What is the lower frequency limit of your mains? (-6dB) 
This is the crossover frequency that you need to set. 
[My mains are -6db at 37 hz. The minimum available on this sub amp is 40 hz.]

Adjust the sub phase to maximize the sum of the signals at your listening position. 
Then adjust the sub volume to blend.


----------



## Ayreonaut (Apr 26, 2006)

Most likely anything you hear as boomy is 60 to 250 hz. 

30 hz is very low and is as much felt as heard.


----------



## thecrow (Jun 8, 2015)

thinking about it further, I would say the sound in the lower register is not so boomy but rather louder than it should be in relation to the rest of the frequencies. sorry for the confusion. I was thinking that the yung amp without the boost might help this situation.

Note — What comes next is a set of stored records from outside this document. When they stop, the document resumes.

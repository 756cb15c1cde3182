//! Grid coordinates, movement directions, and distance helpers shared by every subsystem.

use serde::{Deserialize, Serialize};

#[derive(
    Clone, Copy, Debug, Default, PartialEq, Eq, PartialOrd, Ord, Hash, Serialize, Deserialize,
)]
pub struct Position {
    pub row: i32,
    pub col: i32,
}

impl Position {
    pub const fn new(row: i32, col: i32) -> Self {
        Self { row, col }
    }

    /// `None` when the step would leave the `i32` coordinate space.
    pub fn step(self, direction: MoveDirection) -> Option<Self> {
        let (d_row, d_col) = direction.delta();
        Some(Self { row: self.row.checked_add(d_row)?, col: self.col.checked_add(d_col)? })
    }

    /// Orthogonal neighbors in up, right, down, left order.
    pub fn neighbors(self) -> [Position; 4] {
        [
            Position { row: self.row - 1, col: self.col },
            Position { row: self.row, col: self.col + 1 },
            Position { row: self.row + 1, col: self.col },
            Position { row: self.row, col: self.col - 1 },
        ]
    }

    pub fn surrounding(self) -> [Position; 8] {
        [
            Position { row: self.row - 1, col: self.col - 1 },
            Position { row: self.row - 1, col: self.col },
            Position { row: self.row - 1, col: self.col + 1 },
            Position { row: self.row, col: self.col - 1 },
            Position { row: self.row, col: self.col + 1 },
            Position { row: self.row + 1, col: self.col - 1 },
            Position { row: self.row + 1, col: self.col },
            Position { row: self.row + 1, col: self.col + 1 },
        ]
    }
}

#[derive(Clone, Copy, Debug, PartialEq, Eq, PartialOrd, Ord, Hash, Serialize, Deserialize)]
pub enum MoveDirection {
    Up,
    Down,
    Left,
    Right,
}

impl MoveDirection {
    pub const ALL: [MoveDirection; 4] =
        [MoveDirection::Up, MoveDirection::Right, MoveDirection::Down, MoveDirection::Left];

    pub fn delta(self) -> (i32, i32) {
        match self {
            MoveDirection::Up => (-1, 0),
            MoveDirection::Down => (1, 0),
            MoveDirection::Left => (0, -1),
            MoveDirection::Right => (0, 1),
        }
    }
}

pub fn manhattan(a: Position, b: Position) -> u32 {
    a.row.abs_diff(b.row).saturating_add(a.col.abs_diff(b.col))
}

pub fn within_radius(origin: Position, target: Position, radius: i32) -> bool {
    let d_row = i64::from(target.row) - i64::from(origin.row);
    let d_col = i64::from(target.col) - i64::from(origin.col);
    let radius = i64::from(radius);
    // The extra `radius` term rounds the circle out so axis-aligned edges are not clipped.
    d_row * d_row + d_col * d_col <= radius * radius + radius
}

pub fn in_bounds(width: usize, height: usize, pos: Position) -> bool {
    pos.row >= 0 && pos.col >= 0 && (pos.col as usize) < width && (pos.row as usize) < height
}
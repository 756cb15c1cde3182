//! Public data models for generated levels and generation failures.

use serde::{Deserialize, Serialize};
use thiserror::Error;

use crate::geometry::Position;
use crate::state::Map;

/// Smallest side that still fits a 3x3 room inside its walls.
pub const MIN_MAP_SIDE: usize = 5;

#[derive(Clone, Debug, PartialEq, Eq, Serialize, Deserialize)]
pub struct GeneratedLevel {
    pub map: Map,
    pub spawn: Position,
}

impl GeneratedLevel {
    pub fn canonical_bytes(&self) -> Vec<u8> {
        let mut bytes = self.map.canonical_bytes();
        bytes.extend(self.spawn.row.to_le_bytes());
        bytes.extend(self.spawn.col.to_le_bytes());
        bytes
    }
}

#[derive(Debug, Clone, PartialEq, Eq, Error)]
pub enum GenerationError {
    #[error("map of {width}x{height} is too small; each side needs at least {min} cells")]
    TooSmall { width: usize, height: usize, min: usize },
    #[error("invalid generation config: {0}")]
    InvalidConfig(String),
}
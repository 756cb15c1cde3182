//! High-level map generation orchestration that composes layout, carving, and spawns.

use log::debug;

use crate::config::GenerationConfig;
use crate::geometry::Position;
use crate::state::{Cell, Map};
use crate::types::Terrain;

use super::grid::{
    farthest_walkable_tile_from_entry, nearest_walkable_floor_tile, tile_index,
    trim_unreachable_rock,
};
use super::layout::{build_room_layout, carve_room, carve_room_corridors};
use super::model::{GeneratedLevel, GenerationError, MIN_MAP_SIDE};
use super::seed::seed_value;
use super::spawns::{SpawnContext, generate_creature_spawns, generate_item_spawns};

pub struct MapGenerator<'a> {
    seed: &'a str,
    width: usize,
    height: usize,
    config: &'a GenerationConfig,
}

impl<'a> MapGenerator<'a> {
    pub fn new(seed: &'a str, width: usize, height: usize, config: &'a GenerationConfig) -> Self {
        Self { seed, width, height, config }
    }

    pub fn generate(&self) -> Result<GeneratedLevel, GenerationError> {
        self.validate()?;

        let level_seed = seed_value(self.seed);
        let mut tiles = vec![Terrain::Wall; self.width * self.height];
        let layout = build_room_layout(level_seed, self.width, self.height, self.config);

        for room in &layout.rooms {
            carve_room(&mut tiles, self.width, room);
        }
        carve_room_corridors(&mut tiles, self.width, self.height, level_seed, &layout.rooms);

        let entry_tile =
            nearest_walkable_floor_tile(&tiles, self.width, self.height, layout.entry_tile);
        let mut down_stairs_tile =
            nearest_walkable_floor_tile(&tiles, self.width, self.height, layout.down_stairs_tile);
        if down_stairs_tile == entry_tile {
            down_stairs_tile =
                farthest_walkable_tile_from_entry(&tiles, self.width, self.height, entry_tile);
        }
        tiles[tile_index(down_stairs_tile, self.width)] = Terrain::Stairs;
        trim_unreachable_rock(&mut tiles, self.width, self.height);

        let spawn_context = SpawnContext {
            level_seed,
            depth: self.config.depth,
            width: self.width,
            height: self.height,
            tiles: &tiles,
            entry_tile,
            down_stairs_tile,
        };
        let item_spawns = generate_item_spawns(&spawn_context, self.config.item_count);
        let creature_spawns =
            generate_creature_spawns(&spawn_context, self.config.creature_count, &item_spawns);
        if item_spawns.len() < self.config.item_count
            || creature_spawns.len() < self.config.creature_count
        {
            debug!(
                "seed {:?}: placed {}/{} items and {}/{} creatures",
                self.seed,
                item_spawns.len(),
                self.config.item_count,
                creature_spawns.len(),
                self.config.creature_count
            );
        }

        let mut cells: Vec<Cell> = tiles.into_iter().map(Cell::new).collect();
        for spawn in &item_spawns {
            cells[tile_index(spawn.pos, self.width)].item = Some(spawn.item);
        }
        for spawn in &creature_spawns {
            cells[tile_index(spawn.pos, self.width)].spawn_marker = Some(spawn.species);
        }

        Ok(GeneratedLevel {
            map: Map::from_cells(self.width, self.height, cells, self.seed),
            spawn: entry_tile,
        })
    }

    fn validate(&self) -> Result<(), GenerationError> {
        if self.width < MIN_MAP_SIDE || self.height < MIN_MAP_SIDE {
            return Err(GenerationError::TooSmall {
                width: self.width,
                height: self.height,
                min: MIN_MAP_SIDE,
            });
        }
        let config = self.config;
        if config.min_room_size < 2 {
            return Err(GenerationError::InvalidConfig(format!(
                "min_room_size must be at least 2, got {}",
                config.min_room_size
            )));
        }
        if config.min_room_size > config.max_room_size {
            return Err(GenerationError::InvalidConfig(format!(
                "min_room_size {} exceeds max_room_size {}",
                config.min_room_size, config.max_room_size
            )));
        }
        if config.max_rooms == 0 {
            return Err(GenerationError::InvalidConfig("max_rooms must be at least 1".to_string()));
        }
        Ok(())
    }
}
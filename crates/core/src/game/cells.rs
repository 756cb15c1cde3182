//! Single-cell edits requested by the UI or by scripted setups.

use crate::action::CellPatch;
use crate::state::GameState;
use crate::types::Terrain;

use super::Rejection;

/// Rewrites terrain and item of one cell. The creature slot and visibility stay as they were,
/// and the patch may neither bury an occupant nor add, move, or remove the stairs.
pub(super) fn update_cell(state: &mut GameState, patch: &CellPatch) -> Result<(), Rejection> {
    let player_position = state.player.position;
    let map = state.current_map.as_mut().ok_or(Rejection::NoMap)?;
    let cell = map.cell_mut(patch.position).ok_or(Rejection::OutOfBounds(patch.position))?;

    let was_stairs = cell.terrain == Terrain::Stairs;
    let becomes_stairs = patch.terrain == Terrain::Stairs;
    if was_stairs != becomes_stairs {
        return Err(Rejection::InvalidPatch("a level keeps exactly one stairs cell"));
    }
    if !patch.terrain.is_passable() {
        if patch.position == player_position {
            return Err(Rejection::InvalidPatch("the player would be walled in"));
        }
        if cell.creature().is_some() {
            return Err(Rejection::InvalidPatch("a creature would be walled in"));
        }
        if patch.item.is_some() {
            return Err(Rejection::InvalidPatch("items only lie on open ground"));
        }
        cell.spawn_marker = None;
    }

    cell.terrain = patch.terrain;
    cell.item = patch.item;
    Ok(())
}
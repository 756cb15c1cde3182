use crate::types::{ArmorKind, ConditionKind, Item, PotionKind, Species, WeaponKind};

pub const INITIAL_MAX_HP: i32 = 20;
pub const PLAYER_BASE_ATTACK: i32 = 2;
pub const PLAYER_BASE_DEFENSE: i32 = 0;
pub const DEFAULT_CHARACTER_NAME: &str = "Kerhebos";
pub const LARGE_GOLD_THRESHOLD: u32 = 20;

/// Large piles play the heavier loot cue.
pub fn is_large_gold(amount: u32) -> bool {
    amount >= LARGE_GOLD_THRESHOLD
}

pub struct SpeciesTemplate {
    pub name: &'static str,
    pub hp: i32,
    pub attack: i32,
    pub defense: i32,
    /// Condition applied to the player when this species lands a hit.
    pub on_hit: Option<OnHitCondition>,
}

#[derive(Clone, Copy, Debug, PartialEq, Eq)]
pub struct OnHitCondition {
    pub kind: ConditionKind,
    pub turns: u32,
    pub intensity: i32,
}

pub fn species_template(species: Species) -> SpeciesTemplate {
    match species {
        Species::Rat => SpeciesTemplate {
            name: "rat",
            hp: 3,
            attack: 1,
            defense: 0,
            on_hit: Some(OnHitCondition { kind: ConditionKind::Poisoned, turns: 3, intensity: 1 }),
        },
        Species::Goblin => {
            SpeciesTemplate { name: "goblin", hp: 6, attack: 2, defense: 1, on_hit: None }
        }
        Species::Ghost => SpeciesTemplate {
            name: "ghost",
            hp: 8,
            attack: 3,
            defense: 2,
            on_hit: Some(OnHitCondition { kind: ConditionKind::Chilled, turns: 2, intensity: 1 }),
        },
    }
}

/// Species weights per dungeon depth; later depths lean toward tougher creatures.
pub fn species_weights(depth: u32) -> [(Species, usize); 3] {
    match depth {
        0 | 1 => [(Species::Rat, 70), (Species::Goblin, 30), (Species::Ghost, 0)],
        2 => [(Species::Rat, 40), (Species::Goblin, 45), (Species::Ghost, 15)],
        _ => [(Species::Rat, 20), (Species::Goblin, 45), (Species::Ghost, 35)],
    }
}

pub fn item_name(item: Item) -> String {
    match item {
        Item::Gold { amount } => format!("{amount} gold coins"),
        Item::Potion(PotionKind::Healing) => "a healing potion".to_string(),
        Item::Potion(PotionKind::Regeneration) => "a regeneration potion".to_string(),
        Item::Weapon(WeaponKind::Dagger) => "a dagger".to_string(),
        Item::Weapon(WeaponKind::ShortSword) => "a short sword".to_string(),
        Item::Armor(ArmorKind::Leather) => "a leather armor".to_string(),
    }
}

pub fn attack_bonus(item: Item) -> i32 {
    match item {
        Item::Weapon(WeaponKind::Dagger) => 1,
        Item::Weapon(WeaponKind::ShortSword) => 3,
        _ => 0,
    }
}

pub fn defense_bonus(item: Item) -> i32 {
    match item {
        Item::Armor(ArmorKind::Leather) => 1,
        _ => 0,
    }
}

pub const HEALING_POTION_AMOUNT: i32 = 8;
pub const REGENERATION_TURNS: u32 = 5;
pub const REGENERATION_INTENSITY: i32 = 1;

/// Applied to a creature by a critical strike from the player.
pub const CRITICAL_BLEED: OnHitCondition =
    OnHitCondition { kind: ConditionKind::Bleeding, turns: 2, intensity: 1 };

I think my mains freq response goes down to around 55 Hz. not sure about the -6db spec. also, the x-over dial on the sub doesn't have exact numbers marked so I can't say where it is set to right now.


----------



## Ayreonaut (Apr 26, 2006)

Ideally you would use REW to measure all this and work it out. Short of that you can play frequency sweeps and do it by ear.


----------



## thecrow (Jun 8, 2015)

whoa! I think I jumped the gun on judging these subs. wow! I moved them a little closer to me and removed some of the tow in and now the lower register doesn't stick out so much. also, there is now an excellent blend between what the subs put out and what the main speakers put out. all's well that ends well.  happy listening everybody


----------